The station’s claim that it tried to alert the hospital before broadcasting the hoax call is not convincing. For one thing, the hospital insists there was no attempt to warn it; but more to the point, it would be highly unusual for a media outlet to provide advance notice that such a stunt was to be broadcast.

So the station has been badly bruised too. If, as a result, radio station owners are motivated in future to curb the excesses of their attention-seeking personalities, that will be no bad thing.
But the net of blame can be spread more widely still. What about the hospital management, for example?

They had a royal patient who was the subject of intense worldwide media interest. Previous experience (the hospital is no stranger to royalty) should have alerted them to the probability of media incursions.
Fleet Street photographers were camped outside. You can be sure that elaborate precautions were taken to ensure Princess Kate’s safety and privacy. The place would have been swarming with police and security officers intent on protecting the patient not just from prying photographers and reporters, but from terrorist attack.

In the circumstances, how could the hospital management be so naïve and careless as to leave it to an unprepared nurse, the hapless Jacintha Saldanha, to intercept outside phone calls?
The hospital owners have done a great deal of indignant harrumphing over the radio station’s behaviour, but their own handling of the situation appears to have been at best sloppy and complacent, at worst incompetent.
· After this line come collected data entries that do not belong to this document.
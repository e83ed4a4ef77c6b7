// SPDX-License-Identifier: CC0-1.0

mod decode;
mod encode;

pub use decode::decode;
pub use encode::{encode, encode_error};
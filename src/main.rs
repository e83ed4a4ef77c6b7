// Written in 2025 by Joshua Doman <joshsdoman@gmail.com>
// SPDX-License-Identifier: CC0-1.0

use anyhow::{Context, Result};
use clap::{ArgAction, Parser};
use log::{Level, LevelFilter, log};
use simplelog::{ColorChoice, Config, TermLogger, TerminalMode};
use std::io::Read;
use std::path::PathBuf;

use shamir_recover::SearchOptions;

// stderr carries only the JSON error line unless verbosity is raised
const FAILURE_LEVEL: Level = Level::Info;

#[derive(Parser)]
#[clap(name = "shamir-recover")]
#[clap(author = "Joshua Doman <joshsdoman@gmail.com>")]
#[clap(version = "0.1.0")]
#[clap(about = "CLI tool to recover a Shamir-shared secret from possibly corrupted shares.", long_about = None)]
struct Cli {
    /// JSON share document to read (stdin when omitted or "-")
    input: Option<PathBuf>,
    /// Interpolate and score subsets in parallel
    #[clap(long)]
    parallel: bool,
    /// Refuse to search more than this many share subsets
    #[clap(long, value_name = "N")]
    max_subsets: Option<u128>,
    /// Increase log verbosity (-v info, -vv debug, -vvv trace)
    #[clap(short, long, action = ArgAction::Count)]
    verbose: u8,
}

fn main() -> Result<()> {
    let cli = Cli::parse();

    init_logger(cli.verbose)?;

    let input = read_input(cli.input.as_ref())?;
    let options = SearchOptions {
        parallel: cli.parallel,
        max_subsets: cli.max_subsets,
        ..Default::default()
    };

    match shamir_recover::recover_from_json(&input, &options) {
        Ok(report) => {
            println!("{}", report);
            Ok(())
        }
        Err(err) => {
            log!(FAILURE_LEVEL, "recovery failed: {}", err);
            eprintln!("{}", shamir_recover::encode_error(&err));
            std::process::exit(1);
        }
    }
}

fn level_filter(verbose: u8) -> LevelFilter {
    match verbose {
        0 => LevelFilter::Warn,
        1 => LevelFilter::Info,
        2 => LevelFilter::Debug,
        _ => LevelFilter::Trace,
    }
}

fn init_logger(verbose: u8) -> Result<()> {
    TermLogger::init(
        level_filter(verbose),
        Config::default(),
        TerminalMode::Stderr,
        ColorChoice::Auto,
    )
    .context("Failed to initialize logger")
}

fn read_input(path: Option<&PathBuf>) -> Result<String> {
    match path {
        Some(path) if path.as_os_str() != "-" => std::fs::read_to_string(path)
            .with_context(|| format!("Failed to read share document: {}", path.display())),
        _ => {
            let mut buffer = String::new();
            std::io::stdin()
                .read_to_string(&mut buffer)
                .context("Failed to read share document from stdin")?;
            Ok(buffer)
        }
    }
}
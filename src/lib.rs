// Written in 2025 by Joshua Doman <joshsdoman@gmail.com>
// SPDX-License-Identifier: CC0-1.0

//! # Shamir Recover
//!
//! Recovers a secret split with Shamir's threshold secret-sharing scheme from a set
//! of shares, some of which may be corrupted or forged, and reports which shares
//! disagree with the recovered secret.
//!
//! ## Overview
//!
//! With a threshold `k`, any `k` honest shares determine the secret-encoding
//! polynomial. When more than `k` shares are supplied and some are wrong, no single
//! choice of `k` shares can be trusted. This library interpolates every `k`-subset
//! of the supplied shares and keeps the polynomial that agrees with the most shares:
//!
//! 1. **Exact Arithmetic**: Interpolation runs over arbitrary-precision fractions in
//!    lowest terms, so agreement is decided by exact equality rather than a tolerance
//! 2. **Deterministic Search**: Subsets are enumerated in lexicographic order of share
//!    index, and ties resolve to the polynomial produced first
//! 3. **Deduplication**: Subsets that produce the same polynomial are scored once
//! 4. **Early Exit**: The search stops as soon as a polynomial agrees with every share
//!
//! ## Usage
//!
//! ```rust
//! use shamir_recover::{Share, recover};
//! use num_bigint::BigInt;
//!
//! // Shares of P(x) = 6 + 2x + 3x^2 at x = 1..=5, with share 3 corrupted
//! let shares = vec![
//!     Share::new(1, BigInt::from(11)),
//!     Share::new(2, BigInt::from(22)),
//!     Share::new(3, BigInt::from(40)),
//!     Share::new(4, BigInt::from(62)),
//!     Share::new(5, BigInt::from(91)),
//! ];
//!
//! let result = recover(&shares, 3).unwrap();
//! assert_eq!(result.secret.to_string(), "6");
//! assert_eq!(result.mismatching_keys, vec![3]);
//! ```
//!
//! Share documents in JSON can be recovered end to end:
//!
//! ```rust
//! use shamir_recover::{SearchOptions, recover_from_json};
//!
//! let input = r#"{
//!     "keys": { "n": 4, "k": 3 },
//!     "1": { "base": "10", "value": "4" },
//!     "2": { "base": "2", "value": "111" },
//!     "3": { "base": "10", "value": "12" },
//!     "6": { "base": "4", "value": "213" }
//! }"#;
//!
//! let output = recover_from_json(input, &SearchOptions::default()).unwrap();
//! assert!(output.contains("\"secret\": \"3\""));
//! ```
//!
//! ## Cost
//!
//! A search interpolates up to `C(m, k)` subsets for `m` shares. Set
//! [`SearchOptions::max_subsets`] to refuse oversized searches, and
//! [`SearchOptions::parallel`] to spread interpolation across threads.
//!

// Coding conventions
#![deny(unsafe_code)]
#![deny(non_upper_case_globals)]
#![deny(non_camel_case_types)]
#![deny(non_snake_case)]
#![deny(unused_mut)]
#![deny(dead_code)]
#![deny(unused_imports)]
#![deny(missing_docs)]

pub use exact_fraction;

mod format;
mod recovery;

pub use format::{decode, encode, encode_error};
pub use recovery::{
    Candidate, Error, Polynomial, RecoveryResult, SearchOptions, SearchOutcome, Share, ShareSet,
    Signature, interpolate, recover, recover_share_set, recover_with_options, search,
};

/// Decodes a JSON share document, recovers the secret, and renders the result as JSON.
pub fn recover_from_json(input: &str, options: &SearchOptions) -> Result<String, Error> {
    let set = decode(input)?;
    let result = recover_share_set(&set, options)?;

    Ok(encode(&result))
}
// SPDX-License-Identifier: CC0-1.0

use std::collections::{HashMap, HashSet, hash_map::Entry};

use itertools::Itertools;
use log::{debug, info, trace, warn};
use rayon::prelude::*;

use super::polynomial::{Candidate, Polynomial, Signature, interpolate};
use super::{Error, Share};

// Above this many subsets a warning is logged before searching
const LARGE_SEARCH: u128 = 1_000_000;

/// Tuning knobs for the consensus search.
#[derive(Debug, Clone, PartialEq, Eq)]
pub struct SearchOptions {
    /// Interpolate and score subsets on the rayon thread pool
    pub parallel: bool,
    /// Refuse to search when `C(m, k)` exceeds this many subsets
    pub max_subsets: Option<u128>,
    /// Number of subsets handed to the thread pool at once in parallel mode
    pub batch_size: usize,
}

impl Default for SearchOptions {
    fn default() -> Self {
        SearchOptions {
            parallel: false,
            max_subsets: None,
            batch_size: 256,
        }
    }
}

/// Best candidate found by a search, with visitation statistics.
#[derive(Debug, Clone, PartialEq, Eq)]
pub struct SearchOutcome {
    /// The polynomial agreeing with the most shares
    pub best: Candidate,
    /// Number of `k`-subsets examined
    pub subsets_visited: usize,
    /// Number of distinct polynomials scored
    pub distinct_polynomials: usize,
}

/// Finds the polynomial through some `k` shares that agrees with the most shares.
///
/// Subsets are enumerated in lexicographic order of share indices. Identical
/// polynomials are scored once. Ties resolve to the polynomial first produced,
/// and the search stops as soon as a polynomial agrees with every share.
///
/// # Arguments
/// * `shares`: All supplied shares, with pairwise distinct x-coordinates.
/// * `k`: The reconstruction threshold, `1 <= k <= shares.len()`.
/// * `options`: Parallelism and subset-count limit.
pub fn search(shares: &[Share], k: usize, options: &SearchOptions) -> Result<SearchOutcome, Error> {
    let m = shares.len();
    if k == 0 {
        return Err(Error::InvalidThreshold { k, n: m });
    }
    if m < k {
        return Err(Error::InsufficientShares { have: m, need: k });
    }

    let mut xs = HashSet::with_capacity(m);
    for share in shares {
        if !xs.insert(share.x) {
            return Err(Error::DuplicateXValues(share.x));
        }
    }

    let total = binomial(m, k);
    if let Some(limit) = options.max_subsets {
        if total > limit {
            return Err(Error::TooManySubsets {
                subsets: total,
                limit,
            });
        }
    }
    if total > LARGE_SEARCH {
        warn!("searching up to {total} subsets of {m} shares, this may take a while");
    }

    let mut tally = Tally::new(shares);
    if options.parallel {
        tally.run_parallel(k, options.batch_size.max(1))?;
    } else {
        tally.run_sequential(k)?;
    }

    info!(
        "visited {} of {} subsets, scored {} distinct polynomial(s)",
        tally.visited,
        total,
        tally.candidates.len()
    );

    tally.finish()
}

/// Running state of one search: scored polynomials, the signature cache and the leader.
struct Tally<'a> {
    shares: &'a [Share],
    cache: HashMap<Signature, usize>,
    candidates: Vec<Candidate>,
    best: Option<usize>,
    visited: usize,
}

impl<'a> Tally<'a> {
    fn new(shares: &'a [Share]) -> Self {
        Tally {
            shares,
            cache: HashMap::new(),
            candidates: Vec::new(),
            best: None,
            visited: 0,
        }
    }

    fn run_sequential(&mut self, k: usize) -> Result<(), Error> {
        let shares = self.shares;
        for subset in (0..shares.len()).combinations(k) {
            self.visited += 1;
            let Some(polynomial) = interpolate_subset(shares, &subset)? else {
                continue;
            };
            if self.observe(polynomial.signature(), || polynomial.vote(shares)) {
                debug!("subset {subset:?} agrees with every share, stopping early");
                break;
            }
        }
        Ok(())
    }

    // Subsets are interpolated and fresh polynomials scored in parallel batches, then
    // merged in enumeration order so the outcome matches the sequential search.
    fn run_parallel(&mut self, k: usize, batch_size: usize) -> Result<(), Error> {
        let shares = self.shares;
        let mut subsets = (0..shares.len()).combinations(k);

        loop {
            let batch: Vec<Vec<usize>> = subsets.by_ref().take(batch_size).collect();
            if batch.is_empty() {
                return Ok(());
            }

            let interpolated = batch
                .par_iter()
                .map(|subset| {
                    interpolate_subset(shares, subset)
                        .map(|polynomial| polynomial.map(|p| (p.signature(), p)))
                })
                .collect::<Result<Vec<Option<(Signature, Polynomial)>>, Error>>()?;

            // First occurrence of each signature not already scored
            let fresh: Vec<usize> = {
                let mut seen = HashSet::new();
                interpolated
                    .iter()
                    .enumerate()
                    .filter_map(|(i, entry)| {
                        let (signature, _) = entry.as_ref()?;
                        (!self.cache.contains_key(signature) && seen.insert(signature))
                            .then_some(i)
                    })
                    .collect()
            };

            let mut scored: HashMap<usize, Candidate> = fresh
                .par_iter()
                .filter_map(|&i| {
                    let (_, polynomial) = interpolated[i].as_ref()?;
                    Some((i, polynomial.vote(shares)))
                })
                .collect();

            for (i, entry) in interpolated.into_iter().enumerate() {
                self.visited += 1;
                let Some((signature, polynomial)) = entry else {
                    continue;
                };
                let candidate = scored.remove(&i);
                if self.observe(signature, || {
                    candidate.unwrap_or_else(|| polynomial.vote(shares))
                }) {
                    debug!(
                        "subset {:?} agrees with every share, stopping early",
                        batch[i]
                    );
                    return Ok(());
                }
            }
        }
    }

    /// Records one interpolated polynomial. `score` is only called the first time a
    /// signature is seen. Returns true once the leader agrees with every share.
    fn observe<F>(&mut self, signature: Signature, score: F) -> bool
    where
        F: FnOnce() -> Candidate,
    {
        let index = match self.cache.entry(signature) {
            Entry::Occupied(entry) => *entry.get(),
            Entry::Vacant(entry) => {
                let candidate = score();
                debug!(
                    "new polynomial {} agrees with {}/{} shares",
                    candidate.polynomial,
                    candidate.agreement,
                    self.shares.len()
                );
                self.candidates.push(candidate);
                *entry.insert(self.candidates.len() - 1)
            }
        };
        trace!("subset #{} -> polynomial #{}", self.visited, index);

        let agreement = self.candidates[index].agreement;
        let leads = match self.best {
            Some(best) => agreement > self.candidates[best].agreement,
            None => true,
        };
        if leads {
            self.best = Some(index);
        }

        self.best
            .is_some_and(|best| self.candidates[best].agreement == self.shares.len())
    }

    fn finish(mut self) -> Result<SearchOutcome, Error> {
        let best = self.best.ok_or(Error::NoValidPolynomial)?;
        let distinct_polynomials = self.candidates.len();

        Ok(SearchOutcome {
            best: self.candidates.swap_remove(best),
            subsets_visited: self.visited,
            distinct_polynomials,
        })
    }
}

// Interpolates the shares at `subset`. Subsets with a repeated abscissa are skipped.
fn interpolate_subset(shares: &[Share], subset: &[usize]) -> Result<Option<Polynomial>, Error> {
    let points: Vec<&Share> = subset.iter().map(|&i| &shares[i]).collect();
    match interpolate(&points) {
        Ok(polynomial) => Ok(Some(polynomial)),
        Err(Error::DuplicateAbscissa(x)) => {
            debug!("skipping subset {subset:?}: repeated abscissa {x}");
            Ok(None)
        }
        Err(err) => Err(err),
    }
}

/// Returns `C(n, k)`, saturating at `u128::MAX`.
fn binomial(n: usize, k: usize) -> u128 {
    if k > n {
        return 0;
    }
    let k = k.min(n - k);
    let mut acc: u128 = 1;
    for i in 0..k {
        // acc == C(n, i) here, so acc * (n - i) is divisible by i + 1
        acc = match acc.checked_mul((n - i) as u128) {
            Some(product) => product / (i as u128 + 1),
            None => return u128::MAX,
        };
    }
    acc
}
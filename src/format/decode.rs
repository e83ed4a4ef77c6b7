// SPDX-License-Identifier: CC0-1.0

use std::collections::HashSet;
use std::fmt;

use log::debug;
use num_bigint::BigInt;
use serde::de::{self, Deserialize, Deserializer, IgnoredAny, MapAccess, Visitor};

use crate::recovery::{Error, Share, ShareSet};

const KEYS_FIELD: &str = "keys";

/// Threshold parameters under the `keys` member
#[derive(Debug, serde::Deserialize)]
struct Keys {
    n: usize,
    k: usize,
}

/// A share as written in the document, before radix decoding
#[derive(Debug, serde::Deserialize)]
struct RawShare {
    base: String,
    value: String,
}

/// Top-level document with share members kept in document order
#[derive(Debug)]
struct Document {
    keys: Option<Keys>,
    shares: Vec<(i64, RawShare)>,
}

impl<'de> Deserialize<'de> for Document {
    fn deserialize<D>(deserializer: D) -> Result<Self, D::Error>
    where
        D: Deserializer<'de>,
    {
        deserializer.deserialize_map(DocumentVisitor)
    }
}

struct DocumentVisitor;

impl<'de> Visitor<'de> for DocumentVisitor {
    type Value = Document;

    fn expecting(&self, f: &mut fmt::Formatter) -> fmt::Result {
        f.write_str("an object with a \"keys\" member and integer-named shares")
    }

    fn visit_map<A>(self, mut map: A) -> Result<Document, A::Error>
    where
        A: MapAccess<'de>,
    {
        let mut keys = None;
        let mut shares = Vec::new();
        let mut seen = HashSet::new();

        while let Some(name) = map.next_key::<String>()? {
            if name == KEYS_FIELD {
                if keys.is_some() {
                    return Err(de::Error::duplicate_field(KEYS_FIELD));
                }
                keys = Some(map.next_value()?);
            } else if !name.is_empty() && name.bytes().all(|b| b.is_ascii_digit()) {
                let key: i64 = name
                    .parse()
                    .map_err(|_| {
                        <A::Error as de::Error>::custom(format!("share key {name} out of range"))
                    })?;
                if !seen.insert(key) {
                    return Err(de::Error::custom(format!("duplicate share key {key}")));
                }
                shares.push((key, map.next_value()?));
            } else {
                map.next_value::<IgnoredAny>()?;
            }
        }

        Ok(Document { keys, shares })
    }
}

// Decodes `value` written in `base`, ignoring case and surrounding whitespace.
fn decode_value(key: i64, raw: &RawShare) -> Result<BigInt, Error> {
    let base: u32 = raw
        .base
        .trim()
        .parse()
        .map_err(|_| Error::MalformedInput(format!("share {key}: invalid base {:?}", raw.base)))?;
    if !(2..=36).contains(&base) {
        return Err(Error::MalformedInput(format!(
            "share {key}: base {base} outside 2..=36"
        )));
    }

    let value = raw.value.trim();
    let digits = value.strip_prefix(['+', '-']).unwrap_or(value);
    if digits.is_empty() || !digits.bytes().all(|b| b.is_ascii_alphanumeric()) {
        return Err(Error::MalformedInput(format!(
            "share {key}: {:?} is not a base-{base} number",
            raw.value
        )));
    }

    BigInt::parse_bytes(value.as_bytes(), base).ok_or_else(|| {
        Error::MalformedInput(format!(
            "share {key}: {:?} is not a base-{base} number",
            raw.value
        ))
    })
}

/// Decodes a JSON share document.
///
/// The document holds a `keys` object with the threshold parameters `n` and `k`,
/// and one member per share named by its integer key:
///
/// ```json
/// {
///   "keys": { "n": 4, "k": 3 },
///   "1": { "base": "10", "value": "4" },
///   "2": { "base": "2", "value": "111" }
/// }
/// ```
///
/// Each share's x-coordinate is its key. Shares keep document order; other
/// members are ignored.
pub fn decode(input: &str) -> Result<ShareSet, Error> {
    if input.trim().is_empty() {
        return Err(Error::EmptyInput);
    }

    let document: Document =
        serde_json::from_str(input).map_err(|e| Error::MalformedInput(e.to_string()))?;
    let keys = document
        .keys
        .ok_or_else(|| Error::MalformedInput("missing \"keys\" object".to_string()))?;

    let mut shares = Vec::with_capacity(document.shares.len());
    for (key, raw) in &document.shares {
        shares.push(Share::new(*key, decode_value(*key, raw)?));
    }

    debug!(
        "decoded {} share(s) with n = {}, k = {}",
        shares.len(),
        keys.n,
        keys.k
    );

    Ok(ShareSet {
        n: keys.n,
        k: keys.k,
        shares,
    })
}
There are other possible factors that we can only speculate on.
Most nurses in Mrs Saldanha’s position would have felt embarrassed and ashamed, but not to the point of taking their own life. The nurse who gave the radio station details of Princess Kate’s condition – arguably a far worse misjudgement – obviously didn’t feel so guilty as to hang herself. Was there something in Mrs Saldanha’s cultural background that gave her a heightened sense of shame and disgrace – a feeling that she had brought dishonour on her family? That might help explain why she thought her action could be redeemed only by killing herself and leaving two children without a mother.

Another possible explanation is emotional or mental fragility, but I have seen nothing to suggest Mrs Saldanha suffered from any such condition.
Was she harassed by the notorious London tabloids? Again, there has been no such suggestion. That would very likely have been her fate had she lived, but the tabloids scarcely had time to identify her before they were reporting her death.

One aspect of this sad affair not widely commented on is the shadow it has cast over what should be a happy event: the birth of the royal couple’s first baby in a few months’ time. That will now forever be tarnished by association with tragedy. But establishing who is to blame is far from straightforward.

 

1 comment:

Mark Hubbard said...

I listen to streaming BBC radio: it was reported in their newscasts of yesterday (Sunday here, Saturday there), that the nurse concerned had twice tried to take her life in the past.

So there were 'problems' long before this.

Don't know if this factoid has made it to NZ MSM.